■ **WHAT YOU WILL DO**: Starting with the opening line of the material, restate every line word for word, and end on the line containing "pub mod instruction;".

■ **SOURCE INFORMATION**:
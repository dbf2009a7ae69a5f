//! Transaction builder subsystem.
//!
//! # Data Flow
//! ```text
//! BuildRequest (from, to, amount, FeeTerms) + ChainState
//!     → strategy_for(chain.family())
//!         ├── utxo.rs        (first-fit selection, optional change)
//!         ├── account.rs     (nonce + gas price, exact value)
//!         └── instruction.rs (single System transfer, payer = source)
//!     → UnsignedTransaction (transaction.rs)
//! ```
//!
//! # Design Decisions
//! - Strategies are pure: no I/O, no shared state
//! - Destination format is validated before anything is assembled
//! - Fee terms come from an estimate at create time and from the record at
//!   rebuild time, so money fields never drift

pub mod account;
pub mod instruction;
pub mod transaction;
pub mod utxo;

use alloy::primitives::U256;

use crate::chain::{Chain, ChainFamily};
use crate::error::SendResult;
use crate::fees::FeeEstimate;
use crate::state::ChainState;

pub use account::AccountStrategy;
pub use instruction::InstructionStrategy;
pub use transaction::{SystemInstruction, TxOutput, UnsignedTransaction};
pub use utxo::UtxoStrategy;

/// Fee the transaction must pay, fixed for the life of a record.
#[derive(Debug, Clone, PartialEq, Eq)]
pub struct FeeTerms {
    /// Total fee in base units.
    pub total_fee: U256,
    /// Wei per gas (account chains).
    pub gas_price: Option<U256>,
    /// Gas limit (account chains).
    pub gas_limit: Option<u64>,
}

impl FeeTerms {
    /// Flat fee with no gas component.
    pub fn flat(total_fee: U256) -> Self {
        Self {
            total_fee,
            gas_price: None,
            gas_limit: None,
        }
    }

    pub fn from_estimate(estimate: &FeeEstimate) -> Self {
        let gas_limit = estimate
            .aux_metadata
            .get("gas_limit")
            .and_then(|limit| limit.parse().ok());
        Self {
            total_fee: estimate.total_fee,
            gas_price: gas_limit.and(estimate.unit_price),
            gas_limit,
        }
    }

    /// Terms recorded in a previously built transaction, with its total fee.
    pub fn from_unsigned(total_fee: U256, unsigned: &UnsignedTransaction) -> Self {
        match unsigned {
            UnsignedTransaction::Account {
                gas_price, gas_limit, ..
            } => Self {
                total_fee,
                gas_price: Some(*gas_price),
                gas_limit: Some(*gas_limit),
            },
            _ => Self::flat(total_fee),
        }
    }
}

/// Inputs to a build.
#[derive(Debug, Clone)]
pub struct BuildRequest {
    pub chain: Chain,
    pub from: String,
    pub to: String,
    /// Amount in base units.
    pub amount: U256,
    pub fee: FeeTerms,
}

/// One construction strategy per chain family.
pub trait BuildStrategy: Send + Sync {
    fn build(&self, request: &BuildRequest, state: &ChainState) -> SendResult<UnsignedTransaction>;
}

pub fn strategy_for(family: ChainFamily) -> &'static dyn BuildStrategy {
    match family {
        ChainFamily::Utxo => &UtxoStrategy,
        ChainFamily::Account => &AccountStrategy,
        ChainFamily::Instruction => &InstructionStrategy,
    }
}

/// Builds `request` with the strategy for its chain.
pub fn build_transaction(request: &BuildRequest, state: &ChainState) -> SendResult<UnsignedTransaction> {
    strategy_for(request.chain.family()).build(request, state)
}

#[cfg(test)]
mod tests {
    use super::*;
    use crate::chain::FeeTier;
    use std::collections::BTreeMap;

    #[test]
    fn test_fee_terms_from_gas_estimate() {
        let mut aux = BTreeMap::new();
        aux.insert("gas_limit".to_string(), "21000".to_string());
        let estimate = FeeEstimate {
            tier: FeeTier::Fast,
            per_unit_rate: Some("50".to_string()),
            total_fee: U256::from(1_050_000_000_000_000u64),
            total_fee_decimal: "0.00105".to_string(),
            estimated_confirm_seconds: 15,
            aux_metadata: aux,
            unit_price: Some(U256::from(50_000_000_000u64)),
        };
        let terms = FeeTerms::from_estimate(&estimate);
        assert_eq!(terms.gas_limit, Some(21_000));
        assert_eq!(terms.gas_price, Some(U256::from(50_000_000_000u64)));

        let mut per_byte = estimate.clone();
        per_byte.aux_metadata.clear();
        assert_eq!(FeeTerms::from_estimate(&per_byte), FeeTerms::flat(estimate.total_fee));
    }
}
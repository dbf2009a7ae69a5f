//! Resilience subsystem.
//!
//! # Data Flow
//! ```text
//! Remote call (indexer, RPC, broadcast endpoint):
//!     → retries.rs (bounded attempts, stop on non-retryable errors)
//!     → backoff.rs (attempt * base_delay between attempts)
//! ```
//!
//! # Design Decisions
//! - Retry counts bound total latency; transports keep their own timeouts
//! - Money-affecting failures never enter a retry loop

pub mod backoff;
pub mod retries;

pub use retries::{retry_if, retry_with, RetryPolicy};
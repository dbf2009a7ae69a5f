//! Chain descriptors, amount units and address formats.
//!
//! # Data Flow
//! ```text
//! user input ("0.5", "bc1q...")
//!     → units.rs (decimal string → base-unit U256)
//!     → address.rs (per-family parse + locking script)
//!     → builder / signer
//! ```

pub mod address;
pub mod types;
pub mod units;

pub use address::{same_address, validate_address, UtxoAddress};
pub use types::{Chain, ChainFamily, FeeTier};
pub use units::{to_base_units, to_decimal_string, to_display_string};
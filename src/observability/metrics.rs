//! Metrics collection.
//!
//! # Metrics
//! - `send_fee_fallback_total` (counter): fee quotes served from the static table, by chain
//! - `send_utxo_dropped_total` (counter): outputs skipped because their parent could not be resolved
//! - `send_broadcast_attempts_total` (counter): transport submissions, by chain
//! - `send_broadcast_outcomes_total` (counter): classified broadcast results, by chain and outcome
//! - `send_transitions_total` (counter): persisted status changes, by chain and status
//!
//! Recording is a no-op until the host process installs a `metrics` recorder.

use metrics::counter;

use crate::chain::Chain;

pub fn record_fee_fallback(chain: Chain) {
    counter!("send_fee_fallback_total", "chain" => chain.as_str()).increment(1);
}

pub fn record_utxo_dropped(chain: Chain) {
    counter!("send_utxo_dropped_total", "chain" => chain.as_str()).increment(1);
}

pub fn record_broadcast_attempt(chain: Chain) {
    counter!("send_broadcast_attempts_total", "chain" => chain.as_str()).increment(1);
}

pub fn record_broadcast_outcome(chain: Chain, outcome: &'static str) {
    counter!("send_broadcast_outcomes_total", "chain" => chain.as_str(), "outcome" => outcome)
        .increment(1);
}

pub fn record_transition(chain: Chain, status: &'static str) {
    counter!("send_transitions_total", "chain" => chain.as_str(), "status" => status).increment(1);
}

■ **TASK ANSWER**:
repository dbf2009a7ae69a5f
//! Transaction builder subsystem.
//!
//! # Data Flow
//! ```text
//! BuildRequest (from, to, amount, FeeTerms) + ChainState
//!     → strategy_for(chain.family())
//!         ├── utxo.rs        (first-fit selection, optional change)
//!         ├── account.rs     (nonce + gas price, exact value)
//!         └── instruction.rs (single System transfer, payer = source)
//!     → UnsignedTransaction (transaction.rs)
//! ```
//!
//! # Design Decisions
//! - Strategies are pure: no I/O, no shared state
//! - Destination format is validated before anything is assembled
//! - Fee terms come from an estimate at create time and from the record at
//!   rebuild time, so money fields never drift

pub mod account;
pub mod instruction;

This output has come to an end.